Мы далеки от того, чтобы отрицать наличие среди якутских «холопов» XVII в. и подлинных рабов, невольников. Наличие в Якутии XVII в. рабства и работорговли, как мы уже указывали выше, исследование С. А. Токарева устанавливает бесспорно. Но мы считаем неправильным трактовать, как это делает автор, всех якутов, выступающих в русских документах XVII в. под наименованием «холопов»,— рабами. В частности из текста его же работы явствует, что «холопы» — «боканы» не могут быть признаны рабами по самому смыслу местного термина («бокан», «бохоно»).

Судя по приводимым С. А. Токаревым документам, «боканы» в XVII, в. не составляли всей массы якутских «холопов», хотя: и являлись значительной частью их. Таким образом, существовала и другая категория якутских «холопов», которая и может быть подведена под понятие рабов. Возможно, что именно для этой, сравнительно немногочисленной категории якутских «холопов» параллельным местным термином и служило слово «кулут»[4].

Итак, анализ терминологии, употреблявшейся в русских документах XVII в. для обозначения под именем «холопов» или «боканов» какой-то группы подневольного и эксплоатируемого населения Якутии той эпохи, убеждает нас в том, что в этой группе населения нельзя видеть только или даже преимущественно рабов.
Но еще более существенными, чем терминологические соображения, являются данные о фактическом положении тех, кого русские источники именуют «холопами» или «боканами».

Как свидетельствует приводимый автором фактический материал, в число якутских «холопов», кроме настоящих рабов-невольников, входили и еще не окончательно закабаленные непосредственные производители, находившиеся нередко п родственных отношениях со своими хозяевами, а также якуты, хотя уже и закабаленные, но не окончательно лишенные хозяйственной и бытовой самостоятельности и, что особенно важно, обладавшие известным минимумом средств производства. Последняя группа якутских «холопов» XVII в. была, повидимому, довольно значи-тельна и находилась по всем данным не в рабской, а скорее в феодально-крепостной зависимости. Из приводимых автором документальных данных видно, что якутские «холопы» XVII в. нередко имели свою семью, свое хозяйство, жили отдельными от своих господ юртами, имели 1-2-3 коровы или лошадь (а иногда и то, {224} и другое), сельскохозяйственный инвентарь, и прочее имущество (ср. стр. 124-131).

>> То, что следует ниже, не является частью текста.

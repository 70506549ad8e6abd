// ============================================
// File: crates/kpxc-transport/src/traits.rs
// ============================================
//! # Connection Trait
//!
//! ## Creation Reason
//! The protocol engine only needs a dumb duplex pipe. This trait is that
//! pipe, so the client, the proxy and the interceptor run unchanged over a
//! Unix socket, a stdio stream or a scripted mock.
//!
//! ## Main Functionality
//! - `Connection`: connect / send / receive-with-timeout / close
//! - `with_deadline`: maps an elapsed optional deadline to `Timeout`
//!
//! ## ⚠️ Important Note for Next Developer
//! - Methods take `&mut self`: a connection has exactly one owner and at
//!   most one request in flight
//! - `receive` must be cancel-safe, timeouts are implemented by dropping
//!   the pending read
//!
//! ## Last Modified
//! v0.1.0 - Initial trait definitions

use std::future::Future;
use std::time::Duration;

use async_trait::async_trait;

use crate::error::{Result, TransportError};

// ============================================
// Connection Trait
// ============================================

/// Abstract duplex message pipe.
///
/// # Example
/// ```ignore
/// async fn echo<C: Connection>(conn: &mut C) -> Result<()> {
///     let frame = conn.receive(1024 * 1024, None).await?;
///     conn.send(&frame).await
/// }
/// ```
#[async_trait]
pub trait Connection: Send {
    /// Opens the connection to `address`.
    ///
    /// # Errors
    /// `ConnectFailed` if the endpoint cannot be reached.
    async fn connect(&mut self, address: &str) -> Result<()>;

    /// Writes one message.
    ///
    /// # Errors
    /// `NotConnected` before `connect`, `SendFailed`/`Io` on write errors.
    async fn send(&mut self, data: &[u8]) -> Result<()>;

    /// Reads one message of at most `max_bytes`.
    ///
    /// `None` waits forever.
    ///
    /// # Errors
    /// `Timeout` if the deadline elapses, `ConnectionClosed` on EOF.
    async fn receive(&mut self, max_bytes: usize, timeout: Option<Duration>) -> Result<Vec<u8>>;

    /// Closes the connection. Closing twice is not an error.
    ///
    /// # Errors
    /// Returns error if the shutdown itself fails.
    async fn close(&mut self) -> Result<()>;

    /// Returns `true` while connected.
    fn is_connected(&self) -> bool;
}

#[async_trait]
impl<C: Connection + ?Sized> Connection for Box<C> {
    async fn connect(&mut self, address: &str) -> Result<()> {
        (**self).connect(address).await
    }

    async fn send(&mut self, data: &[u8]) -> Result<()> {
        (**self).send(data).await
    }

    async fn receive(&mut self, max_bytes: usize, timeout: Option<Duration>) -> Result<Vec<u8>> {
        (**self).receive(max_bytes, timeout).await
    }

    async fn close(&mut self) -> Result<()> {
        (**self).close().await
    }

    fn is_connected(&self) -> bool {
        (**self).is_connected()
    }
}

// ============================================
// Helpers
// ============================================

/// Runs `future`, failing with `Timeout` if `deadline` elapses first.
///
/// # Errors
/// `Timeout` on deadline, otherwise whatever `future` returns.
pub async fn with_deadline<T, F>(operation: &str, deadline: Option<Duration>, future: F) -> Result<T>
where
    F: Future<Output = Result<T>>,
{
    match deadline {
        Some(limit) => tokio::time::timeout(limit, future)
            .await
            .map_err(|_| TransportError::timeout(operation, limit))?,
        None => future.await,
    }
}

Автор хорошо понимает, какое значение имеет даваемая им характеристика имущественного положения якутских «холопов» для определения их классового положения и прежде всего для разграничения их от класса крепостного крестьянства (ср. стр. 123-l24). Естественно поэтому, что наш автор, трактующий якутских «холопов» и «боканов» как рабов, заявляет, что у них своих средств производства, своего скота и инвентаря «повидимому, как правило, не было» (стр. 124). Но категорически отрицать наличие у якутских «холопов» и «боканов» своего имущества автор не решается. Он ограничивается лишь ссылкой на то, что источники по данному вопросу неясны и что «бесспорных указаний на то, что раб (так автор именует якутских «холопов» и «боканов».— Б. Г.) владел имуществом, у нас нет» (стр. 124). Тем не менее, автор признает, что «по ряду данных можно предполагать, что, по крайней мере, в пользовании рабов бывало то или иное имущество, окот и пр., хотя уяснить себе юридический характер этого пользования мы едва ли сможем» (там же).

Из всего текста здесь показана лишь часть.